Study material Block Start

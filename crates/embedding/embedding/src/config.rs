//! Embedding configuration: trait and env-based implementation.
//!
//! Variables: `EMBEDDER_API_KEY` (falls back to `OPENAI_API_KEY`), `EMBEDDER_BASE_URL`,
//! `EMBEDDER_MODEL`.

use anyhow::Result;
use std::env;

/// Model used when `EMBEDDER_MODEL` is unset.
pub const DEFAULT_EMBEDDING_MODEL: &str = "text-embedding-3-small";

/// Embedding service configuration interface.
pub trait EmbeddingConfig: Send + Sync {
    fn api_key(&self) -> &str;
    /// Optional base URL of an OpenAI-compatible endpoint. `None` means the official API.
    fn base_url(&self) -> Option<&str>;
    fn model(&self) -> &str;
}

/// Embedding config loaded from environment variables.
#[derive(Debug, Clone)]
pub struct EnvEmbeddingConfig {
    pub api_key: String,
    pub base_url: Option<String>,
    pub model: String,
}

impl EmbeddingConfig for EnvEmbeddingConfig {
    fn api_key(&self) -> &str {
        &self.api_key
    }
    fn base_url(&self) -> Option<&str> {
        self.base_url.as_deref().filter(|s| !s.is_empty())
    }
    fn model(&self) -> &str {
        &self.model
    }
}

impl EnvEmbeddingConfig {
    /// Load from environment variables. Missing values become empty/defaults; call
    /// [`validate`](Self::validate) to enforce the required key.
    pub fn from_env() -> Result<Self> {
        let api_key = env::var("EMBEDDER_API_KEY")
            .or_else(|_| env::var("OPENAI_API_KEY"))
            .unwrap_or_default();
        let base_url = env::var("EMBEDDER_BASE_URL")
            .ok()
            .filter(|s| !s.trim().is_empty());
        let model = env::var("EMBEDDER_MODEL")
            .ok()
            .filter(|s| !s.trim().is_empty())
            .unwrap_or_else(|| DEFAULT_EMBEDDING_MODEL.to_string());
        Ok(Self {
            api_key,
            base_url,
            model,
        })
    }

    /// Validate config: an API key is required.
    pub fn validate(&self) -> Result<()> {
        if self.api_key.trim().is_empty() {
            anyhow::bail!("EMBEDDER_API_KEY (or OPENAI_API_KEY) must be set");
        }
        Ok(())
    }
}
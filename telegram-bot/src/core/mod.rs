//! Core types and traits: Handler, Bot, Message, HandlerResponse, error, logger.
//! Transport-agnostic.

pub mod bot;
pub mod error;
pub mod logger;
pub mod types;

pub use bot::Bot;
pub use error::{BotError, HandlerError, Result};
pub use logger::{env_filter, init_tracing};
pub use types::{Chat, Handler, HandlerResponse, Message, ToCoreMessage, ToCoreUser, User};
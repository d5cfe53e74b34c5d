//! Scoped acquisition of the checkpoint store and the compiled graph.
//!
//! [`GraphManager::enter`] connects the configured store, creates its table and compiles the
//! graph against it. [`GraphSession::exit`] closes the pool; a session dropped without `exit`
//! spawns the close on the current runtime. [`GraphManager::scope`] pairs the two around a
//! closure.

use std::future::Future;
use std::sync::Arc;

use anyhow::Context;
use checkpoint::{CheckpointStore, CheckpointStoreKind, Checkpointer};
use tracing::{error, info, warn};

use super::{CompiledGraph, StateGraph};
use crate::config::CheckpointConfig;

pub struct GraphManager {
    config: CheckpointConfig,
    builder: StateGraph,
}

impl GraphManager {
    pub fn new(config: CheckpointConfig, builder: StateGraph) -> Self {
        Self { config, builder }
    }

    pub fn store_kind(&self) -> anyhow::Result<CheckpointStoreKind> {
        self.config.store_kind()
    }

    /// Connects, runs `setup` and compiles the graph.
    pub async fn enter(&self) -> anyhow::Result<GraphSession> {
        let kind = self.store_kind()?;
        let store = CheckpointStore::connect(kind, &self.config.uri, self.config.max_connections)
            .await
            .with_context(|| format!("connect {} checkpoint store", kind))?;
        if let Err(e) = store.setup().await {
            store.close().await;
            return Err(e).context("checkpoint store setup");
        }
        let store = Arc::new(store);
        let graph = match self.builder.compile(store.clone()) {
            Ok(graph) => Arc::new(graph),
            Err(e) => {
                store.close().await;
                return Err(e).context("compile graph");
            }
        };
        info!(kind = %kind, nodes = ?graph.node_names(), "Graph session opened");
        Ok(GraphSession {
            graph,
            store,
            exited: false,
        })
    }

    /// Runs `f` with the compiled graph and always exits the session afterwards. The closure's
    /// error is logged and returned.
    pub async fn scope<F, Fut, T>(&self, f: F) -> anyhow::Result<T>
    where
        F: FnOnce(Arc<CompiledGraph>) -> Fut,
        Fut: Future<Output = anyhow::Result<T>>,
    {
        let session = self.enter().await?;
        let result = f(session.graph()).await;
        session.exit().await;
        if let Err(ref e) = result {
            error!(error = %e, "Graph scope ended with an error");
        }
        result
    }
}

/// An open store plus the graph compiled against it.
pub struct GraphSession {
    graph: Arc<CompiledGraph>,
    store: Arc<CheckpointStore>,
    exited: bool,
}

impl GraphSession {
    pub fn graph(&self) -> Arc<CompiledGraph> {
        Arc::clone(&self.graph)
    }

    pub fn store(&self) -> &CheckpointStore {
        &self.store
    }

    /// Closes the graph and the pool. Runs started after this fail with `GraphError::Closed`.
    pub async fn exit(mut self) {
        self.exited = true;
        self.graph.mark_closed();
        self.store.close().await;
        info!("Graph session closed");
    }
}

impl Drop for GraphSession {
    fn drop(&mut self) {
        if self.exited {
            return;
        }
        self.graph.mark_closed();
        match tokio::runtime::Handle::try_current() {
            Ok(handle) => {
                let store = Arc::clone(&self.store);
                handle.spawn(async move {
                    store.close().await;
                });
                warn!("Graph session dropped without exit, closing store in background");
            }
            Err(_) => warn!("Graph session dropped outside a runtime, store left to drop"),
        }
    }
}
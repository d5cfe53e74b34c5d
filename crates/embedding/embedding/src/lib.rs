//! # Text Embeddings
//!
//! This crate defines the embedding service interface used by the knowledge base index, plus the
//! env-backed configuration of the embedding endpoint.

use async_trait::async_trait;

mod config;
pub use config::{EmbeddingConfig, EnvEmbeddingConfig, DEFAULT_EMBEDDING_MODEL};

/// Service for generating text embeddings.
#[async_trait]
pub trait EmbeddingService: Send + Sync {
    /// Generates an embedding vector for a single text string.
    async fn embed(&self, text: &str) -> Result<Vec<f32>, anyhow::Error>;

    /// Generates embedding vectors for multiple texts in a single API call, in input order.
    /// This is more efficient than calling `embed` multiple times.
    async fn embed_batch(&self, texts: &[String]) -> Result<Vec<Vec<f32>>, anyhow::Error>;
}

Study material Block End

### Work request
Look through the entries. Copy out each line with "texts" in it.

### Finished task
    /// Generates embedding vectors for multiple texts in a single API call, in input order.
    async fn embed_batch(&self, texts: &[String]) -> Result<Vec<Vec<f32>>, anyhow::Error>;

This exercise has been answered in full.